He had woken up with a fierce headache, breath that breached the Chemical Weapons Convention, and a nasty sense of foreboding. His brain hurt. He knew something was wrong. He knew he would have spent the better part of the previous evening trying to impress the new girl on the till at the local drugstore, and that he would have, probably, likely, definitely, have said something stupid, claimed a non-existing ability, promised something he was now committed to and would never in a month of Sundays be able to deliver. This wasn’t the first time. It wouldn’t be the last.

The phone rang. It was her. “A great evening. Thanks for that. Hope you got home okay. And so you’re going to do that for me? Run the marathon? Raise money for the cancer fund? That’s really sweet of you. I’ll pop the entry forms through your letter box this evening.”

Thirty eight years old and not in his prime. Not that he had ever had  a prime or foresaw himself as having one. “Show me a minicab driver who has a prime, who can flex a muscle, who can even bloody locate a muscle,” he thought to himself. Too much time behind the wheel. Too many kebabs or hamburgers or parcels of fish and chips – snatched meals taken whenever there was a lull in the job. Not exactly healthy. Not exactly regular. Run a marathon? Could never happen.

But she was sweet. Cindy. That’s her name. Newly divorced, new in town, new at the job, new at the till. And she had treated him sweetly. Happy to go out with him, happy to sit and chat in an ordinary bar. Didn’t need to be taken to a swish club so she could spend all his money on overpriced champagne substitutes. Insisted on paying for a couple of the rounds of drinks. She knows what life is really like. She’s got a few miles under the bonnet herself and it’s made her generous, unselfish. He likes her. It seems he likes her a lot. He wants her to like him. He wants her to admire him. And so, a drink or two down the road and his head spinning with what might be, he says yes, yes to supporting the charity, yes to running the marathon, yes to doing it for her. How could he refuse her? Sweet Cindy.

He knew how many miles there are in a marathon. More than his normal minicab trips, more than he could run in a million years. But Cindy, oh Cindy, he wasn’t going to let her down, he wasn’t going to say no. The forms arrived, the forms went off, and he worked on his training strategy, his tactics, his battle plan. He would get the medal, get the respect and get the girl.
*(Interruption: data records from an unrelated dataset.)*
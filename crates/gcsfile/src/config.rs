//! Configuration module

use crate::{CloudError, Context, Result, StorageClient};
use serde::{Deserialize, Serialize};
use std::fs;
use std::path::{Path, PathBuf};

/// How handles respond to `Seek`.
///
/// Object streams are strictly sequential, so no policy ever repositions the
/// stream.
#[derive(Debug, Clone, Copy, Default, PartialEq, Eq, Serialize, Deserialize)]
#[serde(rename_all = "snake_case")]
pub enum SeekPolicy {
    /// Report success at offset 0 without moving
    #[default]
    Ignore,
    /// Fail with `ErrorKind::Unsupported`
    Reject,
}

/// Per-handle settings
#[derive(Debug, Clone, Serialize, Deserialize)]
#[serde(default)]
pub struct FileConfig {
    /// Size of each uploaded part in bytes (default: 8MB)
    pub write_buffer_size: usize,
    /// Whether to use multipart upload for large objects (default: true)
    pub use_multipart_upload: bool,
    /// Buffered bytes that trigger a multipart upload (default: 64MB)
    pub multipart_threshold: usize,
    /// Seek behaviour (default: ignore)
    pub seek: SeekPolicy,
}

impl Default for FileConfig {
    fn default() -> Self {
        Self {
            write_buffer_size: 8 * 1024 * 1024,    // 8MB
            use_multipart_upload: true,
            multipart_threshold: 64 * 1024 * 1024, // 64MB
            seek: SeekPolicy::Ignore,
        }
    }
}

/// Settings for constructing a [`StorageClient`](crate::StorageClient).
///
/// With no credentials set, discovery falls back to the environment
/// (`GOOGLE_SERVICE_ACCOUNT`, `GOOGLE_APPLICATION_CREDENTIALS`, instance
/// metadata).
#[derive(Debug, Clone, Serialize, Deserialize)]
#[serde(default)]
pub struct ClientOptions {
    /// Path to a service account JSON file
    pub service_account_path: Option<PathBuf>,
    /// Inline service account JSON
    pub service_account_key: Option<String>,
    /// Path to application default credentials
    pub application_credentials: Option<PathBuf>,
    /// Number of resolved bucket stores kept alive (default: 16)
    pub bucket_cache_size: usize,
    /// Worker threads of the client's runtime (default: 2)
    pub worker_threads: usize,
}

impl Default for ClientOptions {
    fn default() -> Self {
        Self {
            service_account_path: None,
            service_account_key: None,
            application_credentials: None,
            bucket_cache_size: 16,
            worker_threads: 2,
        }
    }
}

/// Top-level configuration file
#[derive(Debug, Clone, Default, Serialize, Deserialize)]
#[serde(default)]
pub struct GcsConfig {
    /// Project the client is bound to
    pub project: Option<String>,
    pub client: ClientOptions,
    pub file: FileConfig,
}

impl GcsConfig {
    /// Parse configuration from a TOML document
    pub fn from_toml_str(content: &str) -> Result<Self> {
        toml::from_str(content)
            .map_err(|e| CloudError::Config(format!("Failed to parse config: {}", e)))
    }

    /// Load configuration from a TOML file
    pub fn load(path: impl AsRef<Path>) -> Result<Self> {
        let path = path.as_ref();
        let content = fs::read_to_string(path)?;
        Self::from_toml_str(&content)
    }

    /// Connect a storage client for the configured project
    pub fn connect(&self, ctx: &Context) -> Result<StorageClient> {
        let project = self
            .project
            .as_deref()
            .ok_or_else(|| CloudError::Config("No project configured".to_string()))?;
        StorageClient::connect(ctx, project, self.client.clone())
    }

    /// Render configuration as TOML
    pub fn to_toml_string(&self) -> Result<String> {
        toml::to_string_pretty(self)
            .map_err(|e| CloudError::Config(format!("Failed to serialize config: {}", e)))
    }
}
//! Testing utilities and fixtures for gcsfile
//!
//! This crate provides in-memory bucket helpers, object store wrappers that
//! reshape or break downloads and uploads, and data fixtures for testing
//! code built on gcsfile without network access.

pub mod fixtures;
pub mod helpers;
pub mod stores;

pub use fixtures::{sample_bytes, text_lines};
pub use helpers::{init_tracing, read_object, seed_object};
pub use stores::{FaultyStore, FragmentingStore};

/// Project identifier used throughout the test suites
pub const TEST_PROJECT: &str = "test-project";

/// Bucket name used throughout the test suites
pub const TEST_BUCKET: &str = "test-bucket";
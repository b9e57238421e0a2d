//! Question and choice entities as they are stored.

/// A stored quiz question together with its choices.
#[derive(Debug, Clone, PartialEq, Eq)]
pub struct Question {
    /// Storage-generated primary key.
    pub id: i64,
    /// Prompt text, unique across all questions.
    pub question_text: String,
    /// Choices owned by this question, in insertion order.
    pub choices: Vec<Choice>,
}

/// A stored answer candidate belonging to exactly one [`Question`].
#[derive(Debug, Clone, PartialEq, Eq)]
pub struct Choice {
    /// Storage-generated primary key.
    pub id: i64,
    /// Answer text.
    pub choice_text: String,
    /// Whether this choice is a correct answer.
    pub is_correct: bool,
    /// Owning question.
    pub question_id: i64,
}

/// A question that has not been persisted yet.
#[derive(Debug, Clone, PartialEq, Eq)]
pub struct NewQuestion {
    /// Prompt text.
    pub question_text: String,
    /// Choices to insert alongside the question.
    pub choices: Vec<NewChoice>,
}

/// A choice that has not been persisted yet.
#[derive(Debug, Clone, PartialEq, Eq)]
pub struct NewChoice {
    /// Answer text.
    pub choice_text: String,
    /// Whether this choice is a correct answer.
    pub is_correct: bool,
}

impl NewQuestion {
    /// Creates a new unsaved question.
    #[must_use]
    pub fn new(question_text: impl Into<String>, choices: Vec<NewChoice>) -> Self {
        Self {
            question_text: question_text.into(),
            choices,
        }
    }
}

impl NewChoice {
    /// Creates a new unsaved choice.
    #[must_use]
    pub fn new(choice_text: impl Into<String>, is_correct: bool) -> Self {
        Self {
            choice_text: choice_text.into(),
            is_correct,
        }
    }
}

/// Returns `false` for text PostgreSQL cannot hold in a `TEXT` column.
///
/// Such text never matches a stored row either.
#[must_use]
pub fn is_storable_text(text: &str) -> bool {
    !text.contains('\0')
}

impl Question {
    /// Returns the first choice flagged correct, ordered by id.
    ///
    /// Several choices may carry the flag; the lowest id wins.
    #[must_use]
    pub fn correct_choice(&self) -> Option<&Choice> {
        self.choices
            .iter()
            .filter(|c| c.is_correct)
            .min_by_key(|c| c.id)
    }
}

#[cfg(test)]
mod tests {
    use super::*;

    fn choice(id: i64, is_correct: bool) -> Choice {
        Choice {
            id,
            choice_text: format!("choice {id}"),
            is_correct,
            question_id: 1,
        }
    }

    #[test]
    fn correct_choice_picks_lowest_id() {
        let question = Question {
            id: 1,
            question_text: "2+2=?".to_string(),
            choices: vec![choice(7, true), choice(3, false), choice(5, true)],
        };
        assert_eq!(question.correct_choice().map(|c| c.id), Some(5));
    }

    #[test]
    fn correct_choice_absent_without_flag() {
        let question = Question {
            id: 1,
            question_text: "2+2=?".to_string(),
            choices: vec![choice(1, false), choice(2, false)],
        };
        assert!(question.correct_choice().is_none());
    }

    #[test]
    fn nul_text_is_not_storable() {
        assert!(is_storable_text("2+2=?"));
        assert!(is_storable_text(""));
        assert!(!is_storable_text("a\0b"));
    }

    #[test]
    fn new_question_keeps_choice_order() {
        let q = NewQuestion::new(
            "2+2=?",
            vec![NewChoice::new("4", true), NewChoice::new("5", false)],
        );
        let texts: Vec<&str> = q.choices.iter().map(|c| c.choice_text.as_str()).collect();
        assert_eq!(texts, ["4", "5"]);
    }
}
He pored over the route of the race, he studied the town map, he marked up all the rat runs, hidden alleyways, and illegal short cuts that he had learnt when he was doing the Knowledge and he reckoned that if he turned up at the start, he could cross the finish line in about four and a half hours with having run only five miles. He knew he could do it. The downside was the five miles, but for Cindy he could do it. And so for the next few weeks before his shift, he walked, then jogged, then cantered, then galloped until he knew that the five miles (and hopefully Cindy) were in the bag.
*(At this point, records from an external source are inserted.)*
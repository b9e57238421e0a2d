//! OpenAPI document and the documentation routes.

use axum::Router;
use utoipa::OpenApi;

use crate::api::dto::{
    AnswerResponse, ChoiceResponse, CreateChoiceRequest, CreateQuestionRequest, QuestionResponse,
};
use crate::api::handlers::{quiz, system};
use crate::app_state::AppState;
use crate::error::{ErrorBody, ErrorResponse};

/// Path serving the raw OpenAPI JSON document.
pub const OPENAPI_JSON_PATH: &str = "/api-docs/openapi.json";

/// Path that `GET /` redirects to.
#[cfg(feature = "swagger-ui")]
pub const DOCS_PATH: &str = "/docs";

/// Path that `GET /` redirects to.
#[cfg(not(feature = "swagger-ui"))]
pub const DOCS_PATH: &str = OPENAPI_JSON_PATH;

/// OpenAPI description of every public endpoint.
#[derive(Debug, OpenApi)]
#[openapi(
    info(title = "quiz-service", description = "Quiz questions and answer checking"),
    paths(
        quiz::create_question,
        quiz::list_questions,
        quiz::get_question,
        quiz::get_answer,
        quiz::check_answer,
        system::health_handler,
    ),
    components(schemas(
        CreateQuestionRequest,
        CreateChoiceRequest,
        QuestionResponse,
        ChoiceResponse,
        AnswerResponse,
        ErrorResponse,
        ErrorBody,
    )),
    tags(
        (name = "Quiz", description = "Questions, choices, and answers"),
        (name = "System", description = "Operational endpoints"),
    )
)]
pub struct ApiDoc;

/// Routes serving the OpenAPI document and, with the `swagger-ui`
/// feature, the interactive UI at [`DOCS_PATH`].
#[cfg(feature = "swagger-ui")]
pub fn routes() -> Router<AppState> {
    Router::new().merge(
        utoipa_swagger_ui::SwaggerUi::new(DOCS_PATH).url(OPENAPI_JSON_PATH, ApiDoc::openapi()),
    )
}

/// Routes serving the OpenAPI document.
#[cfg(not(feature = "swagger-ui"))]
pub fn routes() -> Router<AppState> {
    use axum::Json;
    use axum::routing::get;

    Router::new().route(
        OPENAPI_JSON_PATH,
        get(|| async { Json(ApiDoc::openapi()) }),
    )
}
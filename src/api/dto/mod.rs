//! Data Transfer Objects for REST request/response serialization.
//!
//! Contracts are kept separate from the storage entities in
//! [`crate::domain`]; each direction has an explicit `From` mapping.

pub mod quiz_dto;

pub use quiz_dto::*;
It all went smoothly. He crossed the line with hundreds of others with a time of just under four and a half hours.

“My best time ever,” he said to the official handing out the medals.

“Respect,” said one of the policemen helping with crowd control.
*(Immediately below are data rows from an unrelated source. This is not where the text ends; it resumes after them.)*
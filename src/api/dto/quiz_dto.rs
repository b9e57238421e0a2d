//! Question, choice, and answer-check DTOs.

use serde::{Deserialize, Serialize};
use utoipa::{IntoParams, ToSchema};

use crate::domain::{Choice, NewChoice, NewQuestion, Question};
use crate::service::AnswerCheck;

/// One choice inside a `POST /quiz/questions` body.
#[derive(Debug, Clone, Deserialize, ToSchema)]
pub struct CreateChoiceRequest {
    /// Answer text.
    pub choice_text: String,
    /// Whether this choice is a correct answer.
    pub is_correct: bool,
}

/// Request body for `POST /quiz/questions`.
#[derive(Debug, Clone, Deserialize, ToSchema)]
pub struct CreateQuestionRequest {
    /// Prompt text; must be non-blank and unique.
    pub question_text: String,
    /// Answer candidates. Any number, including none.
    pub choices: Vec<CreateChoiceRequest>,
}

/// A stored choice as returned to clients.
#[derive(Debug, Clone, PartialEq, Eq, Serialize, Deserialize, ToSchema)]
pub struct ChoiceResponse {
    /// Storage-assigned choice ID.
    pub id: i64,
    /// Answer text.
    pub choice_text: String,
    /// Whether this choice is a correct answer.
    pub is_correct: bool,
}

/// A stored question with its choices.
#[derive(Debug, Clone, PartialEq, Eq, Serialize, Deserialize, ToSchema)]
pub struct QuestionResponse {
    /// Storage-assigned question ID.
    pub id: i64,
    /// Prompt text.
    pub question_text: String,
    /// Choices in insertion order.
    pub choices: Vec<ChoiceResponse>,
}

/// Response body for `GET /quiz/questions/{id}/answer/{answer_id}`.
#[derive(Debug, Clone, PartialEq, Eq, Serialize, Deserialize, ToSchema)]
pub struct AnswerResponse {
    /// `true` only when the choice exists, belongs to the question, and is correct.
    pub is_correct: bool,
    /// `"Congrats!!!"` or `"NO!"`.
    pub message: String,
}

/// Query parameters for `GET /quiz/questions`.
#[derive(Debug, Clone, Default, Deserialize, IntoParams)]
#[into_params(parameter_in = Query)]
pub struct ListQuestionsParams {
    /// Keep only questions whose text contains this string, ignoring case.
    #[serde(default)]
    pub search: Option<String>,
}

impl From<CreateChoiceRequest> for NewChoice {
    fn from(req: CreateChoiceRequest) -> Self {
        Self::new(req.choice_text, req.is_correct)
    }
}

impl From<CreateQuestionRequest> for NewQuestion {
    fn from(req: CreateQuestionRequest) -> Self {
        Self::new(
            req.question_text,
            req.choices.into_iter().map(NewChoice::from).collect(),
        )
    }
}

impl From<Choice> for ChoiceResponse {
    fn from(choice: Choice) -> Self {
        Self {
            id: choice.id,
            choice_text: choice.choice_text,
            is_correct: choice.is_correct,
        }
    }
}

impl From<Question> for QuestionResponse {
    fn from(question: Question) -> Self {
        Self {
            id: question.id,
            question_text: question.question_text,
            choices: question
                .choices
                .into_iter()
                .map(ChoiceResponse::from)
                .collect(),
        }
    }
}

impl From<AnswerCheck> for AnswerResponse {
    fn from(check: AnswerCheck) -> Self {
        Self {
            is_correct: check.is_correct,
            message: check.message.to_string(),
        }
    }
}

#[cfg(test)]
#[allow(clippy::panic)]
mod tests {
    use super::*;

    #[test]
    fn request_maps_to_new_question() {
        let json = r#"{"question_text":"2+2=?","choices":[
            {"choice_text":"4","is_correct":true},
            {"choice_text":"5","is_correct":false}]}"#;
        let Ok(req) = serde_json::from_str::<CreateQuestionRequest>(json) else {
            panic!("valid request body");
        };
        let question = NewQuestion::from(req);
        assert_eq!(question.question_text, "2+2=?");
        assert_eq!(
            question.choices,
            vec![NewChoice::new("4", true), NewChoice::new("5", false)]
        );
    }

    #[test]
    fn missing_correctness_flag_is_rejected() {
        let json = r#"{"question_text":"2+2=?","choices":[{"choice_text":"4"}]}"#;
        assert!(serde_json::from_str::<CreateQuestionRequest>(json).is_err());
    }

    #[test]
    fn response_drops_back_reference() {
        let question = Question {
            id: 3,
            question_text: "2+2=?".to_string(),
            choices: vec![Choice {
                id: 9,
                choice_text: "4".to_string(),
                is_correct: true,
                question_id: 3,
            }],
        };
        let value = serde_json::to_value(QuestionResponse::from(question)).ok();
        let expected = serde_json::json!({
            "id": 3,
            "question_text": "2+2=?",
            "choices": [{"id": 9, "choice_text": "4", "is_correct": true}],
        });
        assert_eq!(value, Some(expected));
    }

    #[test]
    fn answer_response_carries_message() {
        let right = AnswerResponse::from(AnswerCheck::from_correct(true));
        assert_eq!(right.message, "Congrats!!!");
        let wrong = AnswerResponse::from(AnswerCheck::from_correct(false));
        assert!(!wrong.is_correct);
        assert_eq!(wrong.message, "NO!");
    }
}
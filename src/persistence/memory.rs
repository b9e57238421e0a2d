//! In-process quiz store.
//!
//! Mirrors the PostgreSQL store's semantics: ids are generated by the
//! store, question text is unique, and a create either lands completely
//! or not at all. Used when persistence is disabled and in tests.

use async_trait::async_trait;
use tokio::sync::RwLock;

use super::{QuizStore, normalize_search};
use crate::domain::{Choice, NewQuestion, Question};
use crate::error::QuizError;

#[derive(Debug, Default)]
struct Tables {
    questions: Vec<Question>,
    last_question_id: i64,
    last_choice_id: i64,
}

/// Quiz store backed by a `tokio::sync::RwLock` over in-memory tables.
#[derive(Debug, Default)]
pub struct MemoryQuizStore {
    tables: RwLock<Tables>,
}

impl MemoryQuizStore {
    /// Creates an empty store.
    #[must_use]
    pub fn new() -> Self {
        Self::default()
    }
}

#[async_trait]
impl QuizStore for MemoryQuizStore {
    async fn initialize(&self) -> Result<(), QuizError> {
        Ok(())
    }

    async fn health_check(&self) -> bool {
        true
    }

    async fn create_question(&self, question: &NewQuestion) -> Result<Question, QuizError> {
        let mut tables = self.tables.write().await;

        if tables
            .questions
            .iter()
            .any(|q| q.question_text == question.question_text)
        {
            return Err(QuizError::DuplicateQuestion(question.question_text.clone()));
        }

        tables.last_question_id += 1;
        let question_id = tables.last_question_id;

        let mut choices = Vec::with_capacity(question.choices.len());
        for choice in &question.choices {
            tables.last_choice_id += 1;
            choices.push(Choice {
                id: tables.last_choice_id,
                choice_text: choice.choice_text.clone(),
                is_correct: choice.is_correct,
                question_id,
            });
        }

        let created = Question {
            id: question_id,
            question_text: question.question_text.clone(),
            choices,
        };
        tables.questions.push(created.clone());
        Ok(created)
    }

    async fn list_questions(&self, search: Option<&str>) -> Result<Vec<Question>, QuizError> {
        let needle = normalize_search(search).map(str::to_lowercase);
        let tables = self.tables.read().await;
        Ok(tables
            .questions
            .iter()
            .filter(|q| {
                needle
                    .as_deref()
                    .is_none_or(|n| q.question_text.to_lowercase().contains(n))
            })
            .cloned()
            .collect())
    }

    async fn get_question(&self, question_id: i64) -> Result<Option<Question>, QuizError> {
        let tables = self.tables.read().await;
        Ok(tables
            .questions
            .iter()
            .find(|q| q.id == question_id)
            .cloned())
    }

    async fn get_correct_choice(&self, question_id: i64) -> Result<Option<Choice>, QuizError> {
        let tables = self.tables.read().await;
        Ok(tables
            .questions
            .iter()
            .find(|q| q.id == question_id)
            .and_then(Question::correct_choice)
            .cloned())
    }

    async fn check_answer(
        &self,
        question_id: i64,
        choice_id: i64,
    ) -> Result<Option<Choice>, QuizError> {
        let tables = self.tables.read().await;
        Ok(tables
            .questions
            .iter()
            .find(|q| q.id == question_id)
            .and_then(|q| q.choices.iter().find(|c| c.id == choice_id && c.is_correct))
            .cloned())
    }
}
“Oh, thank you,” said Cindy, kissing him full on the mouth. “Let’s meet up later.”

By the time he had fought the crowds back to his home, washed and shaved and put on his second best casual gear (he would save the best for another time) the list of runners who hadn’t passed through all the check points and were consequently automatically disqualified, had been published and tweeted and retweeted and his name was third on the list.

No medal, no respect, and no girl.

Early morning. The phone rings. It’s her. “You owe me five miles of sponsorship and I like the way you kiss. Can we meet up again tonight?”

How can he refuse her? Sweet Cindy.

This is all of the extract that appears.